*EXERCISE AIM:* Could you output every record again, exactly as given?

*INPUT MATERIAL:*
================================

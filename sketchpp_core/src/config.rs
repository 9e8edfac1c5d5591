use std::path::Path;
use std::path::PathBuf;

use serde::Deserialize;

use crate::DEFAULT_DIRECTIVE_KEYWORD;
use crate::DEFAULT_HEADER;
use crate::FilterOptions;
use crate::SketchError;
use crate::SketchResult;

/// Supported config file locations in discovery order (highest precedence
/// first).
pub const CONFIG_FILE_CANDIDATES: [&str; 3] = [
	"sketchpp.toml",
	".sketchpp.toml",
	".config/sketchpp.toml",
];

/// Configuration loaded from a `sketchpp.toml` file.
///
/// ```toml
/// [merge]
/// default_header = "Arduino.h"
///
/// [directives]
/// keyword = "#arduino"
///
/// [filter]
/// remove_line_markers = false
/// remove_end_line_markers = false
/// ```
///
/// Every section and key is optional. Missing values fall back to the
/// defaults shown above.
#[derive(Debug, Clone, Default, Deserialize, PartialEq, Eq)]
pub struct SketchConfig {
	/// Settings for building the compilation unit.
	#[serde(default)]
	pub merge: MergeConfig,
	/// Settings for the build directive extractor.
	#[serde(default)]
	pub directives: DirectivesConfig,
	/// Default switches for filtering preprocessed output.
	#[serde(default)]
	pub filter: FilterOptions,
}

/// Configuration for the `[merge]` section.
#[derive(Debug, Clone, Deserialize, PartialEq, Eq)]
pub struct MergeConfig {
	/// Platform header injected ahead of the main fragment when the fragment
	/// does not include it itself.
	#[serde(default = "default_header")]
	pub default_header: String,
}

impl Default for MergeConfig {
	fn default() -> Self {
		Self {
			default_header: default_header(),
		}
	}
}

/// Configuration for the `[directives]` section.
#[derive(Debug, Clone, Deserialize, PartialEq, Eq)]
pub struct DirectivesConfig {
	/// Keyword that follows the `//` marker on a directive line.
	#[serde(default = "default_keyword")]
	pub keyword: String,
}

impl Default for DirectivesConfig {
	fn default() -> Self {
		Self {
			keyword: default_keyword(),
		}
	}
}

fn default_header() -> String {
	DEFAULT_HEADER.to_string()
}

fn default_keyword() -> String {
	DEFAULT_DIRECTIVE_KEYWORD.to_string()
}

impl SketchConfig {
	/// Resolve the config path from known discovery candidates.
	#[must_use]
	pub fn resolve_path(root: &Path) -> Option<PathBuf> {
		CONFIG_FILE_CANDIDATES
			.iter()
			.map(|candidate| root.join(candidate))
			.find(|path| path.is_file())
	}

	/// Load the config from the first discovered config file at `root`.
	/// Returns `None` if no config file exists.
	pub fn load(root: &Path) -> SketchResult<Option<SketchConfig>> {
		let Some(config_path) = Self::resolve_path(root) else {
			return Ok(None);
		};

		tracing::debug!(path = %config_path.display(), "loading config");
		let content = std::fs::read_to_string(&config_path)?;
		let config = Self::parse(&content)?;

		Ok(Some(config))
	}

	/// Parse config from TOML text.
	pub fn parse(content: &str) -> SketchResult<SketchConfig> {
		toml::from_str(content).map_err(|e| SketchError::ConfigParse(e.to_string()))
	}
}
use miette::Diagnostic;
use thiserror::Error;

#[derive(Debug, Diagnostic, Error)]
#[non_exhaustive]
pub enum SketchError {
	#[error(transparent)]
	#[diagnostic(code(sketchpp::io_error))]
	Io(#[from] std::io::Error),

	#[error("unable to read sketch fragment `{path}`: {reason}")]
	#[diagnostic(
		code(sketchpp::unreadable_fragment),
		help("check that every fragment passed to the build exists and is readable")
	)]
	UnreadableFragment { path: String, reason: String },

	#[error("failed to parse config file: {0}")]
	#[diagnostic(
		code(sketchpp::config_parse),
		help("check that sketchpp.toml is valid TOML with [merge], [directives] and/or [filter] sections")
	)]
	ConfigParse(String),

	#[error("stage `{0}` needs a working source but none has been set")]
	#[diagnostic(
		code(sketchpp::missing_source),
		help("run the `merge` stage first or assign the preprocessed text to the session source")
	)]
	MissingSource(&'static str),
}

pub type SketchResult<T> = Result<T, SketchError>;
pub type AnyError = Box<dyn std::error::Error>;
pub type AnyEmptyResult = Result<(), AnyError>;
pub type AnyResult<T> = Result<T, AnyError>;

================================

*EXPECTED OUTPUT:*
filename sketchpp_core/src/config.rs
repository 9e8edfac1c5d5591
use std::path::Path;
use std::path::PathBuf;

use serde::Deserialize;

use crate::DEFAULT_DIRECTIVE_KEYWORD;
use crate::DEFAULT_HEADER;
use crate::FilterOptions;
use crate::SketchError;
use crate::SketchResult;

/// Supported config file locations in discovery order (highest precedence
/// first).
pub const CONFIG_FILE_CANDIDATES: [&str; 3] = [
	"sketchpp.toml",
	".sketchpp.toml",
	".config/sketchpp.toml",
];

/// Configuration loaded from a `sketchpp.toml` file.
///
/// ```toml
/// [merge]
/// default_header = "Arduino.h"
///
/// [directives]
/// keyword = "#arduino"
///
/// [filter]
/// remove_line_markers = false
/// remove_end_line_markers = false
/// ```
///
/// Every section and key is optional. Missing values fall back to the
/// defaults shown above.
#[derive(Debug, Clone, Default, Deserialize, PartialEq, Eq)]
pub struct SketchConfig {
	/// Settings for building the compilation unit.
	#[serde(default)]
	pub merge: MergeConfig,
	/// Settings for the build directive extractor.
	#[serde(default)]
	pub directives: DirectivesConfig,
	/// Default switches for filtering preprocessed output.
	#[serde(default)]
	pub filter: FilterOptions,
}

/// Configuration for the `[merge]` section.
#[derive(Debug, Clone, Deserialize, PartialEq, Eq)]
pub struct MergeConfig {
	/// Platform header injected ahead of the main fragment when the fragment
	/// does not include it itself.
	#[serde(default = "default_header")]
	pub default_header: String,
}

impl Default for MergeConfig {
	fn default() -> Self {
		Self {
			default_header: default_header(),
		}
	}
}

/// Configuration for the `[directives]` section.
#[derive(Debug, Clone, Deserialize, PartialEq, Eq)]
pub struct DirectivesConfig {
	/// Keyword that follows the `//` marker on a directive line.
	#[serde(default = "default_keyword")]
	pub keyword: String,
}

impl Default for DirectivesConfig {
	fn default() -> Self {
		Self {
			keyword: default_keyword(),
		}
	}
}

fn default_header() -> String {
	DEFAULT_HEADER.to_string()
}

fn default_keyword() -> String {
	DEFAULT_DIRECTIVE_KEYWORD.to_string()
}

impl SketchConfig {
	/// Resolve the config path from known discovery candidates.
	#[must_use]
	pub fn resolve_path(root: &Path) -> Option<PathBuf> {
		CONFIG_FILE_CANDIDATES
			.iter()
			.map(|candidate| root.join(candidate))
			.find(|path| path.is_file())
	}

	/// Load the config from the first discovered config file at `root`.
	/// Returns `None` if no config file exists.
	pub fn load(root: &Path) -> SketchResult<Option<SketchConfig>> {
		let Some(config_path) = Self::resolve_path(root) else {
			return Ok(None);
		};

		tracing::debug!(path = %config_path.display(), "loading config");
		let content = std::fs::read_to_string(&config_path)?;
		let config = Self::parse(&content)?;

		Ok(Some(config))
	}

	/// Parse config from TOML text.
	pub fn parse(content: &str) -> SketchResult<SketchConfig> {
		toml::from_str(content).map_err(|e| SketchError::ConfigParse(e.to_string()))
	}
}
use miette::Diagnostic;
use thiserror::Error;

#[derive(Debug, Diagnostic, Error)]
#[non_exhaustive]
pub enum SketchError {
	#[error(transparent)]
	#[diagnostic(code(sketchpp::io_error))]
	Io(#[from] std::io::Error),

	#[error("unable to read sketch fragment `{path}`: {reason}")]
	#[diagnostic(
		code(sketchpp::unreadable_fragment),
		help("check that every fragment passed to the build exists and is readable")
	)]
	UnreadableFragment { path: String, reason: String },

	#[error("failed to parse config file: {0}")]
	#[diagnostic(
		code(sketchpp::config_parse),
		help("check that sketchpp.toml is valid TOML with [merge], [directives] and/or [filter] sections")
	)]
	ConfigParse(String),

	#[error("stage `{0}` needs a working source but none has been set")]
	#[diagnostic(
		code(sketchpp::missing_source),
		help("run the `merge` stage first or assign the preprocessed text to the session source")
	)]
	MissingSource(&'static str),
}

pub type SketchResult<T> = Result<T, SketchError>;
pub type AnyError = Box<dyn std::error::Error>;
pub type AnyEmptyResult = Result<(), AnyError>;
pub type AnyResult<T> = Result<T, AnyError>;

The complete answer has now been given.